O! IZAAK WALTON!—Izaak Walton!—you have truly got me into a precious line, and I certainly deserve the rod for having, like a gudgeon, so greedily devoured the delusive bait, which you, so temptingly, threw out to catch the eye of my piscatorial inclination! I have read of right angles and obtuse angles, and, verily, begin to believe that there are also right anglers and obtuse anglers—and that I am really one of the latter class. But never more will I plant myself, like a weeping willow, upon the sedgy bank of stream or river. No!—on no account will I draw upon these banks again, with the melancholy prospect of no effects! The most 'capital place' will never tempt me to 'fish' again!

My best hat is gone: not the 'way of all beavers'—into the water—but to cover the cranium of the owner of this wretched 'tile;' and in vain shall I seek it; for 'this' and 'that' are now certainly as far as the 'poles' asunder.

My pockets, too, are picked! Yes—some clever 'artist' has drawn me while asleep!

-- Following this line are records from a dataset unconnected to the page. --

use std::fmt;
use std::sync::Arc;

use crate::authorization::Authorization;
use crate::config::ProvisioningConfig;
use crate::contract::{response_channel, ProvisioningContract, RequestData};
use crate::error::{ProvisioningError, SecurityError};
use crate::model::{parse_operation_status, RegistrationOperationStatus, TpmNonceResponse};
use crate::security::{SecurityProvider, SymmetricKeyProvider, TpmProvider, X509Provider};
use crate::token;

/// First registration status together with the authorization that obtained it
#[derive(Debug)]
pub struct Registration {
    /// Status returned by the service
    pub status: RegistrationOperationStatus,
    /// Session secrets for the status polls that follow
    pub authorization: Authorization,
}

/// Authenticates the device with the provisioning service and returns the first
/// registration status
///
/// The task takes ownership of the attempt's [`Authorization`] while it fills it in
/// and hands it back inside the returned [`Registration`].
pub struct RegisterTask {
    config: Arc<ProvisioningConfig>,
    security_provider: SecurityProvider,
    contract: Arc<dyn ProvisioningContract>,
    authorization: Authorization,
}

impl fmt::Debug for RegisterTask {
    fn fmt(&self, f: &mut fmt::Formatter<'_>) -> fmt::Result {
        f.debug_struct("RegisterTask")
            .field("id_scope", &self.config.id_scope())
            .field("security_provider", &self.security_provider)
            .finish_non_exhaustive()
    }
}

impl RegisterTask {
    /// Create a register task for one provisioning attempt
    pub fn new(
        config: Arc<ProvisioningConfig>,
        security_provider: SecurityProvider,
        contract: Arc<dyn ProvisioningContract>,
        authorization: Authorization,
    ) -> Self {
        Self {
            config,
            security_provider,
            contract,
            authorization,
        }
    }

    /// Run the authentication handshake of the configured attestation mechanism
    pub async fn call(mut self) -> crate::Result<Registration> {
        let registration_id = self.security_provider.registration_id()?;

        let status = match self.security_provider.clone() {
            SecurityProvider::X509(provider) => {
                debug!("Registering {} with X.509 attestation", registration_id);
                self.register_x509(&registration_id, provider.as_ref())
                    .await?
            }
            SecurityProvider::Tpm(provider) => {
                debug!("Registering {} with TPM attestation", registration_id);
                self.register_tpm(&registration_id, provider.as_ref())
                    .await?
            }
            SecurityProvider::SymmetricKey(provider) => {
                debug!("Registering {} with symmetric key attestation", registration_id);
                self.register_symmetric_key(&registration_id, provider.as_ref())
                    .await?
            }
        };

        debug!(
            "Registration of {} answered with status {} (operation {})",
            registration_id, status.status, status.operation_id
        );

        Ok(Registration {
            status,
            authorization: self.authorization,
        })
    }

    async fn register_x509(
        &mut self,
        registration_id: &str,
        provider: &dyn X509Provider,
    ) -> crate::Result<RegistrationOperationStatus> {
        let tls_context = provider
            .tls_context()
            .ok_or(SecurityError::MissingTlsContext)?;
        self.authorization.set_tls_context(tls_context.clone());

        let request = self
            .request(registration_id)
            .with_tls_context(tls_context)
            .with_x509(true);

        self.authenticate(&request).await
    }

    async fn register_tpm(
        &mut self,
        registration_id: &str,
        provider: &dyn TpmProvider,
    ) -> crate::Result<RegistrationOperationStatus> {
        let (endorsement_key, storage_root_key) =
            match (provider.endorsement_key(), provider.storage_root_key()) {
                (Some(ek), Some(srk)) if !ek.is_empty() && !srk.is_empty() => (ek, srk),
                _ => {
                    return Err(ProvisioningError::Authentication(
                        "TPM endorsement key and storage root key are required".to_string(),
                    ))
                }
            };

        let tls_context = provider
            .tls_context()
            .ok_or(SecurityError::MissingTlsContext)?;
        self.authorization.set_tls_context(tls_context.clone());

        let request = self
            .request(registration_id)
            .with_tls_context(tls_context)
            .with_tpm_keys(endorsement_key, storage_root_key);

        let (callback, waiter) = response_channel();
        self.contract
            .request_nonce_for_tpm(&request, callback)
            .await?;
        let response = waiter
            .wait(self.config.timeouts().registration_response())
            .await;
        let body = response.received_body().ok_or_else(|| {
            ProvisioningError::Authentication(
                "no nonce received from the provisioning service".to_string(),
            )
        })?;

        let authentication_key = TpmNonceResponse::decode_key(body)?;
        if authentication_key.is_empty() {
            return Err(ProvisioningError::Authentication(
                "authentication key returned for the TPM is empty".to_string(),
            ));
        }
        provider.activate_identity_key(&authentication_key)?;

        let sas_token = self.sas_token(registration_id, |data| provider.sign_with_identity(data))?;
        self.authorization.set_sas_token(sas_token.clone());

        self.authenticate(&request.with_sas_token(sas_token)).await
    }

    async fn register_symmetric_key(
        &mut self,
        registration_id: &str,
        provider: &SymmetricKeyProvider,
    ) -> crate::Result<RegistrationOperationStatus> {
        let tls_context = self
            .security_provider
            .tls_context()
            .ok_or(SecurityError::MissingTlsContext)?;
        self.authorization.set_tls_context(tls_context.clone());

        let sas_token = self.sas_token(registration_id, |data| provider.sign(data))?;
        self.authorization.set_sas_token(sas_token.clone());

        let request = self
            .request(registration_id)
            .with_tls_context(tls_context)
            .with_sas_token(sas_token);

        self.authenticate(&request).await
    }

    fn request(&self, registration_id: &str) -> RequestData {
        RequestData::new(registration_id)
            .with_global_endpoint(self.config.global_endpoint())
            .with_id_scope(self.config.id_scope())
            .with_payload(self.config.custom_payload().cloned())
    }

    fn sas_token<F>(&self, registration_id: &str, sign: F) -> crate::Result<String>
    where
        F: FnOnce(&[u8]) -> Result<Vec<u8>, SecurityError>,
    {
        let expiry = token::expiry_after(self.config.timeouts().sas_token_ttl());
        token::registration_sas_token(self.config.id_scope(), registration_id, expiry, sign)
    }

    async fn authenticate(&self, request: &RequestData) -> crate::Result<RegistrationOperationStatus> {
        let (callback, waiter) = response_channel();
        self.contract
            .authenticate_with_provisioning_service(request, callback)
            .await?;

        let response = waiter
            .wait(self.config.timeouts().registration_response())
            .await;
        let body = response.received_body().ok_or_else(|| {
            ProvisioningError::Authentication(
                "no registration response received from the provisioning service".to_string(),
            )
        })?;
        trace!("Registration response of {} bytes", body.len());

        parse_operation_status(body)
    }
}
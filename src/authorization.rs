use std::fmt;

use crate::security::TlsContext;

/// Session secrets gathered while registering: the TLS context the service
/// accepted and, for SAS token flows, the token it authorized.
///
/// One `Authorization` lives for one provisioning attempt. It is moved into the
/// register task, which is its only writer, and handed back with the first
/// registration status; status polls then read clones of it. Ownership keeps
/// at most one writer at a time, so no locking is needed.
#[derive(Clone, Default)]
pub struct Authorization {
    sas_token: Option<String>,
    tls_context: Option<TlsContext>,
}

impl Authorization {
    /// An empty authorization for a new attempt
    pub fn new() -> Self {
        Self::default()
    }

    /// SAS token authorized by the service, if any
    pub fn sas_token(&self) -> Option<&str> {
        self.sas_token.as_deref()
    }

    /// Store the SAS token used to authenticate
    pub fn set_sas_token(&mut self, sas_token: String) {
        self.sas_token = Some(sas_token);
    }

    /// TLS context used to reach the service, if any
    pub fn tls_context(&self) -> Option<&TlsContext> {
        self.tls_context.as_ref()
    }

    /// Store the TLS context used to reach the service
    pub fn set_tls_context(&mut self, tls_context: TlsContext) {
        self.tls_context = Some(tls_context);
    }
}

impl fmt::Debug for Authorization {
    fn fmt(&self, f: &mut fmt::Formatter<'_>) -> fmt::Result {
        f.debug_struct("Authorization")
            .field("sas_token", &self.sas_token.as_ref().map(|_| "<redacted>"))
            .field("tls_context", &self.tls_context)
            .finish()
    }
}
use eframe::egui::{Color32, RichText, Ui};
use egui_extras::{Column, TableBuilder};

use crate::analysis::{AnalysisRun, RowOutcome};
use crate::color::LabelColors;

const ROW_HEIGHT: f32 = 20.0;

/// Results table: every uploaded column plus the prediction column.
pub fn results_table(
    ui: &mut Ui,
    run: &AnalysisRun,
    prediction_column: &str,
    colors: Option<&LabelColors>,
) {
    let n_cols = run.headers.len();

    TableBuilder::new(ui)
        .striped(true)
        .resizable(true)
        .max_scroll_height(320.0)
        .column(Column::auto().at_least(32.0))
        .columns(Column::auto().at_least(80.0).clip(true), n_cols)
        .column(Column::remainder().at_least(120.0))
        .header(ROW_HEIGHT, |mut header| {
            header.col(|ui| {
                ui.strong("#");
            });
            for name in &run.headers {
                header.col(|ui| {
                    ui.strong(name);
                });
            }
            header.col(|ui| {
                ui.strong(prediction_column);
            });
        })
        .body(|body| {
            body.rows(ROW_HEIGHT, run.rows.len(), |mut row| {
                let idx = row.index();
                let analysed = &run.rows[idx];

                row.col(|ui| {
                    ui.label(idx.to_string());
                });
                for cell in &analysed.record.cells {
                    row.col(|ui| {
                        ui.label(cell.to_string());
                    });
                }
                row.col(|ui| {
                    let label = run.label_of(idx);
                    let color = colors
                        .map(|c| c.color_for(label))
                        .unwrap_or(Color32::LIGHT_GRAY);
                    let response = ui.label(RichText::new(label).color(color));
                    if let RowOutcome::Failed(reason) = &analysed.outcome {
                        response.on_hover_text(reason);
                    }
                });
            });
        });
}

My boots are filled with water, and my soles and heels are anything but lively or delighted. Never more will I impale ye, Gentles! on the word of a gentleman!—Henceforth, O! Hooks! I will be as dead to your attractions as if I were 'off the hooks!' and, in opposition to the maxim of Solomon, I will 'spare the rod.'

Instead of a basket of fish, lo! here's a pretty kettle of fish for the entertainment of my expectant friends—and sha'n't I be baited? as the hook said to the anger: and won't the club get up a Ballad on the occasion, and I, who have caught nothing, shall probably be made the subject of a 'catch!'

Slush! slush!—Squash! squash!

O! for a clean pair of stockings!—But, alack, what a tantalizing situation I am in!—There are osiers enough in the vicinity, but no hose to be had for love or money!

SCENE II.

A lark—early in the morning.

 

Two youths—and two guns appeared at early dawn in the suburbs. The youths were loaded with shooting paraphernalia and provisions, and their guns with the best Dartford gunpowder—they were also well primed for sport—and as polished as their gunbarrels, and both could boast a good 'stock' of impudence.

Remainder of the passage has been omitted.